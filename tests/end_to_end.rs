//! Area resolution through to marker layers, driven through the public API.

use async_trait::async_trait;
use std::sync::{
    atomic::{AtomicUsize, Ordering},
    Arc,
};
use teyvat_map::{
    core::{builder::BASE_TILE_LAYER_ID, config::ResolvedArea},
    prelude::*,
    tiles::source::tile_url,
};

const AREAS: &str = r#"{
    "base": {
        "code": "base",
        "extension": "jpg",
        "size": [12288, 15360],
        "center": [3568, 6286],
        "tilesOffset": [0, 0],
        "settings": { "center": [10, 20], "zoom": -3, "maxZoom": 1 }
    },
    "child": {
        "extends": "base",
        "code": "kid",
        "settings": { "center": [1800, -500] }
    },
    "orphan": {
        "size": [100, 100]
    }
}"#;

fn registry() -> AreaRegistry {
    AreaRegistry::from_json_str(AREAS, "base").unwrap()
}

fn resolved(name: &str) -> ResolvedArea {
    registry().resolve(name).unwrap()
}

/// Counts searches; answers every item id with one record
#[derive(Default)]
struct CountingService {
    searches: AtomicUsize,
}

#[async_trait]
impl MarkerService for CountingService {
    async fn search_markers(&self, query: &MarkerQuery) -> Result<Vec<MarkerRecord>> {
        self.searches.fetch_add(1, Ordering::SeqCst);
        Ok(query
            .item_id_list
            .iter()
            .map(|&id| MarkerRecord {
                id,
                position: Some(format!("{},{}", id, id)),
                ..MarkerRecord::default()
            })
            .collect())
    }

    async fn list_icons(&self) -> Result<IconTable> {
        Ok(IconTable::default())
    }
}

/// Never completes a download; markers stay unloaded
struct NullFetcher;

impl ImageFetcher for NullFetcher {
    fn fetch(&self, _url: String, _done: crossbeam_channel::Sender<teyvat_map::tiles::loader::FetchOutcome>) {}
}

fn controller(service: Arc<CountingService>) -> MarkerLayerController {
    let icons = Arc::new(IconStore::new(Arc::new(NullFetcher), 16));
    let builder = ClusterBuilder::new(icons, Arc::new(DiscMarkerRenderer::default()));
    MarkerLayerController::new(service, builder)
}

#[test]
fn tile_bounds_follow_center_and_offset() {
    let source = TileSourceDescriptor::from_area(&resolved("base"), "https://tiles/");
    assert_eq!(source.bounds.min, WorldPoint::new(-3568.0, -6286.0));
    assert_eq!(source.bounds.max, WorldPoint::new(8720.0, 9074.0));
    assert_eq!(source.min_native_zoom, -3);
    assert_eq!(source.max_native_zoom, 0);
}

#[test]
fn world_and_projection_round_trip() {
    let crs = CoordinateSystem::new([3568.0, 6286.0]);
    assert_eq!(crs.project(&WorldPoint::new(100.0, 200.0)), Point::new(3668.0, 6486.0));

    for x in (-3568..8720).step_by(997) {
        for y in (-6286..9074).step_by(1013) {
            let p = WorldPoint::new(x as f64 + 0.25, y as f64 - 0.5);
            assert_eq!(crs.unproject(&crs.project(&p)), p);
        }
    }
}

#[test]
fn tile_urls_are_deterministic() {
    let a = tile_url("https://tiles/", "twt31", TileCoord::new(3, -2, -1), "png");
    assert_eq!(a, "https://tiles/twt31/12/3_-2.png");
    assert_eq!(a, tile_url("https://tiles/", "twt31", TileCoord::new(3, -2, -1), "png"));
    assert_ne!(a, tile_url("https://tiles/", "twt31", TileCoord::new(3, -2, 0), "png"));
    assert_ne!(a, tile_url("https://tiles/", "twt31", TileCoord::new(3, -2, -1), "jpg"));
}

#[test]
fn inheritance_keeps_base_settings() {
    let child = resolved("child");
    assert_eq!(child.code, "kid");
    assert_eq!(child.extension, "jpg");
    assert_eq!(child.size, [12288.0, 15360.0]);
    assert_eq!(child.settings.center, Some([1800.0, -500.0]));
    assert_eq!(child.settings.zoom, Some(-3.0));
    assert_eq!(child.settings.extra.get("maxZoom"), Some(&serde_json::json!(1)));
}

#[test]
fn unknown_area_falls_back_and_codeless_area_fails() {
    assert_eq!(resolved("nowhere").code, "base");
    assert!(registry().resolve("orphan").is_none());

    let factory = MapFactory::new(registry());
    assert!(matches!(
        factory.create_map("orphan", MapOptions::default()),
        Err(MapError::AreaNotResolved(_))
    ));
}

#[test]
fn factory_sets_limits_and_overrides() {
    let factory = MapFactory::new(registry()).with_config(EngineConfig {
        tile_url_prefix: "https://tiles/".into(),
        ..EngineConfig::default()
    });
    let map = factory.create_map("child", MapOptions::default()).unwrap();

    let max = map.viewport().max_bounds().copied().unwrap();
    assert_eq!(max.min, WorldPoint::new(-13568.0, -16286.0));
    assert_eq!(max.max, WorldPoint::new(18720.0, 19074.0));

    assert_eq!(map.viewport().center, WorldPoint::new(1800.0, -500.0));
    assert_eq!(map.viewport().zoom, -3.0);
    assert_eq!(map.viewport().max_zoom, 1.0);
    assert_eq!(map.viewport().min_zoom, -4.0);
    assert!(!map.options().zoom_control);

    let tiles = map.get_layer(BASE_TILE_LAYER_ID).unwrap();
    let tiles = tiles.as_any().downcast_ref::<TileLayer>().unwrap();
    assert_eq!(tiles.source().code, "kid");
    assert_eq!(tiles.source().url_prefix, "https://tiles/");
}

#[test]
fn rendering_a_fresh_map_queues_tiles() {
    let map_size = Point::new(800.0, 600.0);
    let mut map = MapFactory::default()
        .create_map(
            "提瓦特-base0",
            MapOptions {
                size: map_size,
                ..MapOptions::default()
            },
        )
        .unwrap();

    let mut ctx = RenderContext::new(800, 600);
    map.render(&mut ctx).unwrap();
    assert!(ctx
        .commands()
        .iter()
        .any(|c| matches!(c, DrawCommand::Tile { .. })));
}

#[tokio::test]
async fn empty_query_builds_empty_layer_without_network() {
    let service = Arc::new(CountingService::default());
    let mut controller = controller(Arc::clone(&service));
    let mut map = MapFactory::default()
        .create_map("提瓦特-base0", MapOptions::default())
        .unwrap();

    controller.apply_icons(IconTable::default(), &mut map).unwrap();
    let outcome = controller
        .refresh(MarkerQuery::default(), &mut map)
        .await
        .unwrap();

    assert_eq!(outcome, RefreshOutcome::Applied { built: true });
    assert_eq!(service.searches.load(Ordering::SeqCst), 0);
    assert_eq!(controller.builds(), 1);

    let layer_id = controller.layer_id().unwrap();
    let layer = map.get_layer(layer_id).unwrap();
    let group = layer.as_any().downcast_ref::<MarkerGroup>().unwrap();
    assert!(group.is_empty());
    assert_eq!(map.list_layers().len(), 2);
}

#[tokio::test]
async fn markers_land_at_their_world_positions() {
    let service = Arc::new(CountingService::default());
    let mut controller = controller(Arc::clone(&service));
    let mut map = MapFactory::default()
        .create_map("金苹果群岛", MapOptions::default())
        .unwrap();

    controller
        .refresh(MarkerQuery::for_items(vec![100, 200]), &mut map)
        .await
        .unwrap();
    assert_eq!(controller.builds(), 0);
    controller.load_icons(&mut map).await.unwrap();
    assert_eq!(controller.builds(), 1);
    assert_eq!(service.searches.load(Ordering::SeqCst), 1);

    let key = MarkerKey::new(controller.layer_id().unwrap(), "200");
    let marker = map.marker(&key).unwrap();
    assert_eq!(marker.position(), WorldPoint::new(200.0, 200.0));
    assert_eq!(
        map.crs().project(&marker.position()),
        Point::new(3768.0, 6486.0)
    );
}
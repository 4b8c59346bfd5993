use crate::{
    core::{
        bounds::Bounds,
        crs::CoordinateSystem,
        geo::{Point, WorldPoint},
    },
    Result,
};

use rstar::{PointDistance, RTree, RTreeObject, AABB};

/// A spatial item indexed in projection space (zoom 0 pixels)
#[derive(Debug, Clone)]
pub struct SpatialItem<T> {
    pub id: String,
    pub bounds: Bounds,
    pub data: T,
}

impl<T> SpatialItem<T> {
    pub fn new(id: String, bounds: Bounds, data: T) -> Self {
        Self { id, bounds, data }
    }

    pub fn from_point(id: String, point: Point, data: T) -> Self {
        let bounds = Bounds::new(point, point);
        Self::new(id, bounds, data)
    }

    /// Indexes a world position by its projected location
    pub fn from_world(id: String, crs: &CoordinateSystem, world: &WorldPoint, data: T) -> Self {
        Self::from_point(id, crs.project(world), data)
    }
}

impl<T> PartialEq for SpatialItem<T> {
    fn eq(&self, other: &Self) -> bool {
        self.id == other.id
    }
}

impl<T> Eq for SpatialItem<T> {}

// --- rstar integration -------------------------------------------------------------------------

impl<T> RTreeObject for SpatialItem<T> {
    type Envelope = AABB<[f64; 2]>;

    fn envelope(&self) -> Self::Envelope {
        AABB::from_corners(
            [self.bounds.min.x, self.bounds.min.y],
            [self.bounds.max.x, self.bounds.max.y],
        )
    }
}

impl<T> PointDistance for SpatialItem<T> {
    fn distance_2(&self, point: &[f64; 2]) -> f64 {
        let center = self.bounds.center();
        let dx = center.x - point[0];
        let dy = center.y - point[1];
        dx * dx + dy * dy
    }

    fn contains_point(&self, point: &[f64; 2]) -> bool {
        self.bounds.contains(&Point::new(point[0], point[1]))
    }
}

/// R-tree backed index over marker positions
pub struct SpatialIndex<T> {
    rtree: RTree<SpatialItem<T>>,
    bounds: Option<Bounds>,
}

impl<T: Clone> SpatialIndex<T> {
    pub fn new() -> Self {
        Self {
            rtree: RTree::new(),
            bounds: None,
        }
    }

    /// Builds the tree in one pass
    pub fn bulk_load(items: Vec<SpatialItem<T>>) -> Self {
        let bounds = items.iter().fold(None, |acc: Option<Bounds>, item| {
            Some(match acc {
                Some(mut b) => {
                    b.extend_bounds(&item.bounds);
                    b
                }
                None => item.bounds,
            })
        });
        Self {
            rtree: RTree::bulk_load(items),
            bounds,
        }
    }

    pub fn insert(&mut self, item: SpatialItem<T>) -> Result<()> {
        if let Some(ref mut b) = self.bounds {
            b.extend_bounds(&item.bounds);
        } else {
            self.bounds = Some(item.bounds);
        }

        self.rtree.insert(item);
        Ok(())
    }

    pub fn query(&self, bounds: &Bounds) -> Vec<&SpatialItem<T>> {
        let envelope = AABB::from_corners([bounds.min.x, bounds.min.y], [bounds.max.x, bounds.max.y]);
        self.rtree.locate_in_envelope_intersecting(&envelope).collect()
    }

    pub fn query_radius(&self, center: &Point, radius: f64) -> Vec<&SpatialItem<T>> {
        // rstar takes the squared distance
        self.rtree
            .locate_within_distance([center.x, center.y], radius * radius)
            .collect()
    }

    pub fn nearest(&self, point: &Point) -> Option<&SpatialItem<T>> {
        self.rtree.nearest_neighbor(&[point.x, point.y])
    }

    pub fn remove(&mut self, id: &str) -> Result<Option<SpatialItem<T>>> {
        let Some(item) = self.rtree.iter().find(|obj| obj.id == id).cloned() else {
            return Ok(None);
        };
        let removed = self.rtree.remove(&item);

        if self.rtree.size() == 0 {
            self.bounds = None;
        } else {
            let env = self.rtree.root().envelope();
            self.bounds = Some(Bounds::from_coords(
                env.lower()[0],
                env.lower()[1],
                env.upper()[0],
                env.upper()[1],
            ));
        }
        Ok(removed)
    }

    pub fn all_items(&self) -> Vec<&SpatialItem<T>> {
        self.rtree.iter().collect()
    }

    pub fn bounds(&self) -> Option<Bounds> {
        self.bounds
    }

    pub fn is_empty(&self) -> bool {
        self.rtree.size() == 0
    }

    pub fn len(&self) -> usize {
        self.rtree.size()
    }

    pub fn clear(&mut self) {
        self.rtree = RTree::new();
        self.bounds = None;
    }

    pub fn get(&self, id: &str) -> Option<&SpatialItem<T>> {
        self.rtree.iter().find(|item| item.id == id)
    }
}

impl<T: Clone> Default for SpatialIndex<T> {
    fn default() -> Self {
        Self::new()
    }
}
pub mod cluster;
pub mod geojson;

pub use cluster::ClusterBuilder;
pub use geojson::{Feature, FeatureProperties, Geometry, GeometryCollection};
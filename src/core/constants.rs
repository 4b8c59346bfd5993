//! Core constants shared by the tile pipeline, the marker renderer and the
//! default viewport. Keeping them in a single place makes it easier to tweak
//! engine-wide magic numbers.

/// Default square tile size in pixels.
pub const TILE_SIZE: u32 = 256;

/// Added to every tile zoom before it is embedded in a tile URL.
/// The remote tile store is laid out with this shift, so it must never change.
pub const TILE_ZOOM_OFFSET: i32 = 13;

/// Prefix every tile and overlay URL starts with; the area code follows directly.
pub const DEFAULT_TILE_URL_PREFIX: &str = "https://assets.yuanshen.site/tiles_";

/// Image extension used when an area does not declare one.
pub const DEFAULT_TILE_EXTENSION: &str = "png";

/// Area used when a lookup misses.
pub const DEFAULT_AREA: &str = "提瓦特-base0";

/// World-space origin offset used when an area does not declare `center`.
pub const DEFAULT_AREA_CENTER: [f64; 2] = [3568.0, 6286.0];

/// Pixel size used when an area does not declare `size`.
pub const DEFAULT_AREA_SIZE: [f64; 2] = [12288.0, 15360.0];

/// How far `max_bounds` extends past the tile bounds on every side.
pub const MAX_BOUNDS_PADDING: f64 = 10_000.0;

/// Zoom range of the tile source.
pub const TILE_MIN_ZOOM: f64 = -6.0;
pub const TILE_MAX_ZOOM: f64 = 10.0;

/// Zoom range for which tile imagery actually exists.
pub const TILE_MIN_NATIVE_ZOOM: i32 = -3;
pub const TILE_MAX_NATIVE_ZOOM: i32 = 0;

/// Default viewport.
pub const DEFAULT_VIEW_CENTER: [f64; 2] = [2576.0, 1742.0];
pub const DEFAULT_ZOOM: f64 = -4.0;
pub const DEFAULT_MIN_ZOOM: f64 = -4.0;
pub const DEFAULT_MAX_ZOOM: f64 = 2.0;

/// Snap zoom levels to these quanta.
pub const DEFAULT_ZOOM_SNAP: f64 = 0.5;

/// Programmatic +/- zoom step when calling `zoom_in/zoom_out`.
pub const DEFAULT_ZOOM_DELTA: f64 = 0.0;

/// Marker icon size used by the marker layer controller.
pub const MARKER_ICON_SIZE: (f64, f64) = (32.0, 32.0);

/// Marker icon size when the options leave it out.
pub const MARKER_FALLBACK_SIZE: (f64, f64) = (40.0, 40.0);

/// Base rotation handed to every marker built from a record, in degrees.
pub const MARKER_BASE_ROTATION: f64 = 90.0;

/// Correction applied to the bearing derived from two projected points.
pub const MARKER_BEARING_CORRECTION: f64 = -90.0;

/// Visual size deltas for the pressed and popup-open states.
pub const MARKER_ACTIVE_SHRINK: f64 = 2.0;
pub const MARKER_POPPER_GROW: f64 = 4.0;

/// Marker popup width (both min and max).
pub const MARKER_POPUP_WIDTH: f32 = 223.0;

/// Context menu container, pre-sized because content cannot be measured before paint.
pub const CONTEXT_MENU_SIZE: (f32, f32) = (172.0, 172.0);

/// Context menu popup offset from the click point.
pub const CONTEXT_MENU_OFFSET: (f32, f32) = (112.0, 226.0);
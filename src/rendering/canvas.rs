use crate::{
    core::{bounds::Bounds, geo::Point},
    tiles::cache::MarkerImage,
};
use std::sync::Arc;

/// RGBA colour with a fractional alpha channel, as CSS writes it
#[derive(Debug, Clone, Copy, PartialEq)]
pub struct Color {
    pub r: u8,
    pub g: u8,
    pub b: u8,
    pub a: f32,
}

impl Color {
    pub const fn rgb(r: u8, g: u8, b: u8) -> Self {
        Self { r, g, b, a: 1.0 }
    }

    pub const fn rgba(r: u8, g: u8, b: u8, a: f32) -> Self {
        Self { r, g, b, a }
    }
}

/// Drop shadow applied to fills while set
#[derive(Debug, Clone, Copy, PartialEq)]
pub struct Shadow {
    pub blur: f64,
    pub color: Color,
}

/// Immediate-mode 2D drawing surface modelled on the HTML canvas API.
///
/// `save`/`restore` bracket every state change so a pass or marker never
/// leaks transforms or styles into the next one.
pub trait Canvas {
    fn save(&mut self);
    fn restore(&mut self);
    fn translate(&mut self, x: f64, y: f64);
    fn rotate(&mut self, radians: f64);
    fn set_shadow(&mut self, shadow: Option<Shadow>);
    fn set_fill_color(&mut self, color: Color);
    fn set_stroke(&mut self, color: Color, line_width: f64);
    fn fill_circle(&mut self, center: Point, radius: f64);
    fn stroke_circle(&mut self, center: Point, radius: f64);
    /// Draws `source` (image pixels) into `dest` (local canvas units)
    fn draw_image(&mut self, image: &Arc<MarkerImage>, source: Bounds, dest: Bounds);
    fn fill_text(&mut self, text: &str, position: Point);
}

pub mod events;
pub mod handler;
pub mod pointer;

// Re-export the essential types
pub use events::{InputEvent, MapEvent, MarkerEventKind, MouseButton};
pub use handler::{EventCallback, EventManager};
pub use pointer::{MarkerKey, PointerTracker};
◆ ◆ ◆
**Assignment:** Which of the lines above include the word "into"? List those lines.

**Exercise solution:**
        tile_url_prefix: "https://tiles/".into(),
/// leaks transforms or styles into the next one.
    /// Draws `source` (image pixels) into `dest` (local canvas units)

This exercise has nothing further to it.